Dataset entries
== Segment start ==

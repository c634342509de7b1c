//! Local cache of model artifacts, keyed by source URL.
//!
//! Remote artifacts are fetched once with bounded retries, written to a
//! `.part` file and renamed into place, so a partially downloaded model is
//! never mistaken for a cached one.

use std::fs;
use std::io::{Read, Write};
use std::path::{Path, PathBuf};
use std::time::Duration;

use anyhow::{anyhow, bail, Context, Result};
use sha2::{Digest, Sha256};
use tracing::{debug, info, warn};
use url::Url;

use crate::config::DownloadConfig;
use crate::model_registry::ModelDescriptor;

const DOWNLOAD_RETRY_BACKOFF_MS: u64 = 250;

#[derive(Debug, Clone)]
pub struct ModelStore {
    cache_dir: PathBuf,
    download: DownloadConfig,
}

impl ModelStore {
    pub fn new(cache_dir: PathBuf, download: DownloadConfig) -> Self {
        Self {
            cache_dir,
            download,
        }
    }

    pub fn cache_dir(&self) -> &Path {
        &self.cache_dir
    }

    /// Where the artifact for `url` lives once cached.
    pub fn cached_path(&self, url: &Url) -> PathBuf {
        let digest = Sha256::digest(url.as_str().as_bytes());
        let digest_hex = format!("{digest:x}");
        let basename = url
            .path_segments()
            .and_then(|segments| segments.filter(|s| !s.is_empty()).next_back())
            .map(sanitize_filename)
            .filter(|name| !name.is_empty())
            .unwrap_or_else(|| "model.onnx".to_string());
        self.cache_dir
            .join(format!("{}-{basename}", &digest_hex[..16]))
    }

    pub fn is_cached(&self, descriptor: &ModelDescriptor) -> bool {
        descriptor
            .url
            .as_deref()
            .and_then(|raw| Url::parse(raw).ok())
            .map(|url| match url.scheme() {
                "file" => url.to_file_path().map(|p| p.is_file()).unwrap_or(false),
                _ => self.cached_path(&url).is_file(),
            })
            .unwrap_or(false)
    }

    /// Returns a local path for the descriptor's artifact, downloading it first
    /// when it is remote and not yet cached.
    pub fn materialize(&self, descriptor: &ModelDescriptor) -> Result<PathBuf> {
        let raw = descriptor
            .url
            .as_deref()
            .with_context(|| format!("model {} has no source location", descriptor.id))?;
        let url = parse_model_url(raw)?;
        let redacted = redacted_url_for_display(&url);

        if url.scheme() == "file" {
            let path = url
                .to_file_path()
                .map_err(|_| anyhow!("invalid file URL for model {}: {redacted}", descriptor.id))?;
            if !path.is_file() {
                bail!("model file not found: {}", path.display());
            }
            verify_if_configured(descriptor, &path)?;
            return Ok(path);
        }

        let final_path = self.cached_path(&url);
        if final_path.is_file() {
            match verify_if_configured(descriptor, &final_path) {
                Ok(()) => {
                    debug!(model = %descriptor.id, path = %final_path.display(), "Using cached model");
                    return Ok(final_path);
                }
                Err(error) => {
                    warn!(
                        model = %descriptor.id,
                        error = %error,
                        "Cached model failed verification; downloading again"
                    );
                    let _ = fs::remove_file(&final_path);
                }
            }
        }

        fs::create_dir_all(&self.cache_dir).with_context(|| {
            format!(
                "failed to create model cache dir: {}",
                self.cache_dir.display()
            )
        })?;

        info!(model = %descriptor.id, url = %redacted, "Downloading model");
        self.download_with_retries(&url, &redacted, &final_path, descriptor)?;
        info!(model = %descriptor.id, path = %final_path.display(), "Model download complete");
        Ok(final_path)
    }

    fn download_with_retries(
        &self,
        url: &Url,
        redacted_url: &str,
        final_path: &Path,
        descriptor: &ModelDescriptor,
    ) -> Result<()> {
        let client = reqwest::blocking::Client::builder()
            .connect_timeout(Duration::from_secs(self.download.connect_timeout_secs))
            .timeout(Duration::from_secs(self.download.request_timeout_secs))
            .build()
            .context("failed to build HTTP client for model download")?;

        let max_attempts = self.download.max_attempts.max(1);
        for attempt in 1..=max_attempts {
            match download_once(&client, url, redacted_url, final_path, descriptor) {
                Ok(()) => return Ok(()),
                Err(DownloadAttemptError { retryable, error }) => {
                    if retryable && attempt < max_attempts {
                        debug!(
                            url = %redacted_url,
                            attempt,
                            max_attempts,
                            error = %error,
                            "model download attempt failed; retrying"
                        );
                        let backoff_ms = DOWNLOAD_RETRY_BACKOFF_MS.saturating_mul(attempt as u64);
                        std::thread::sleep(Duration::from_millis(backoff_ms));
                        continue;
                    }

                    if retryable {
                        return Err(anyhow!(
                            "Model download failed after {max_attempts} attempts for {redacted_url}: {error}"
                        ));
                    }
                    return Err(error);
                }
            }
        }

        Err(anyhow!(
            "Model download failed after {max_attempts} attempts for {redacted_url}"
        ))
    }
}

fn download_once(
    client: &reqwest::blocking::Client,
    url: &Url,
    redacted_url: &str,
    final_path: &Path,
    descriptor: &ModelDescriptor,
) -> std::result::Result<(), DownloadAttemptError> {
    let mut response = client.get(url.as_str()).send().map_err(|err| {
        let wrapped = anyhow!("failed to start model download from {redacted_url}");
        if is_retryable_reqwest_error(&err) {
            DownloadAttemptError::retryable(wrapped)
        } else {
            DownloadAttemptError::fatal(wrapped)
        }
    })?;

    let status = response.status();
    if !status.is_success() {
        let wrapped = anyhow!(
            "Model download failed (HTTP {}) for {redacted_url}",
            status.as_u16()
        );
        if is_retryable_status(status) {
            return Err(DownloadAttemptError::retryable(wrapped));
        }
        return Err(DownloadAttemptError::fatal(wrapped));
    }

    let tmp_path = part_path(final_path);
    let _ = fs::remove_file(&tmp_path);

    let mut tmp_file = fs::File::create(&tmp_path)
        .with_context(|| format!("failed to create temp file: {}", tmp_path.display()))
        .map_err(DownloadAttemptError::fatal)?;
    let mut tmp_guard = TempFileCleanupGuard::new(&tmp_path);

    response.copy_to(&mut tmp_file).map_err(|err| {
        let wrapped = anyhow!("failed while reading model body from {redacted_url}");
        if is_retryable_reqwest_error(&err) {
            DownloadAttemptError::retryable(wrapped)
        } else {
            DownloadAttemptError::fatal(wrapped)
        }
    })?;

    tmp_file
        .flush()
        .and_then(|_| tmp_file.sync_all())
        .with_context(|| format!("failed to flush temp file: {}", tmp_path.display()))
        .map_err(DownloadAttemptError::fatal)?;
    drop(tmp_file);

    verify_if_configured(descriptor, &tmp_path).map_err(DownloadAttemptError::fatal)?;

    fs::rename(&tmp_path, final_path)
        .with_context(|| {
            format!(
                "failed to move {} -> {}",
                tmp_path.display(),
                final_path.display()
            )
        })
        .map_err(DownloadAttemptError::fatal)?;

    tmp_guard.disarm();
    Ok(())
}

fn verify_if_configured(descriptor: &ModelDescriptor, path: &Path) -> Result<()> {
    let Some(expected) = descriptor.sha256.as_deref() else {
        return Ok(());
    };
    let actual = sha256_file(path)?;
    if !actual.eq_ignore_ascii_case(expected.trim()) {
        bail!(
            "SHA256 mismatch for model {}: expected {expected}, got {actual}",
            descriptor.id
        );
    }
    debug!(model = %descriptor.id, "Model hash verified");
    Ok(())
}

pub fn sha256_file(path: &Path) -> Result<String> {
    let mut file =
        fs::File::open(path).with_context(|| format!("Cannot open {}", path.display()))?;
    let mut hasher = Sha256::new();
    let mut buf = [0u8; 8192];
    loop {
        let n = file.read(&mut buf)?;
        if n == 0 {
            break;
        }
        hasher.update(&buf[..n]);
    }
    Ok(format!("{:x}", hasher.finalize()))
}

fn parse_model_url(raw: &str) -> Result<Url> {
    let parsed = Url::parse(raw).with_context(|| {
        format!(
            "invalid model URL: {}",
            crate::logging::redact_sensitive_text(raw)
        )
    })?;
    match parsed.scheme() {
        "http" | "https" | "file" => Ok(parsed),
        scheme => bail!(
            "unsupported model URL scheme '{scheme}' for '{}'",
            redacted_url_for_display(&parsed)
        ),
    }
}

fn part_path(final_path: &Path) -> PathBuf {
    let mut name = final_path
        .file_name()
        .map(|n| n.to_os_string())
        .unwrap_or_default();
    name.push(".part");
    final_path.with_file_name(name)
}

fn sanitize_filename(raw: &str) -> String {
    raw.chars()
        .filter(|ch| ch.is_ascii_alphanumeric() || matches!(ch, '.' | '-' | '_'))
        .collect::<String>()
        .trim_matches('.')
        .to_string()
}

fn is_retryable_status(status: reqwest::StatusCode) -> bool {
    status.as_u16() == 408 || status.as_u16() == 429 || status.is_server_error()
}

fn is_retryable_reqwest_error(err: &reqwest::Error) -> bool {
    err.is_timeout() || err.is_connect() || err.is_request() || err.is_body()
}

pub fn redacted_url_for_display(url: &Url) -> String {
    let mut redacted = url.clone();
    if redacted.query().is_some() {
        redacted.set_query(Some("<redacted>"));
    }
    if !redacted.username().is_empty() || redacted.password().is_some() {
        let _ = redacted.set_username("");
        let _ = redacted.set_password(None);
    }
    redacted.to_string()
}

struct DownloadAttemptError {
    retryable: bool,
    error: anyhow::Error,
}

impl DownloadAttemptError {
    fn retryable(error: anyhow::Error) -> Self {
        Self {
            retryable: true,
            error,
        }
    }

    fn fatal(error: anyhow::Error) -> Self {
        Self {
            retryable: false,
            error,
        }
    }
}

struct TempFileCleanupGuard<'a> {
    path: &'a Path,
    keep: bool,
}

impl<'a> TempFileCleanupGuard<'a> {
    fn new(path: &'a Path) -> Self {
        Self { path, keep: false }
    }

    fn disarm(&mut self) {
        self.keep = true;
    }
}

impl Drop for TempFileCleanupGuard<'_> {
    fn drop(&mut self) {
        if !self.keep {
            let _ = fs::remove_file(self.path);
        }
    }
}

== Segment end ==

Look through the entries, and return every line that the word "hasher" appears in.

RESPONSE TO THE TASK:
    let mut hasher = Sha256::new();
        hasher.update(&buf[..n]);
    Ok(format!("{:x}", hasher.finalize()))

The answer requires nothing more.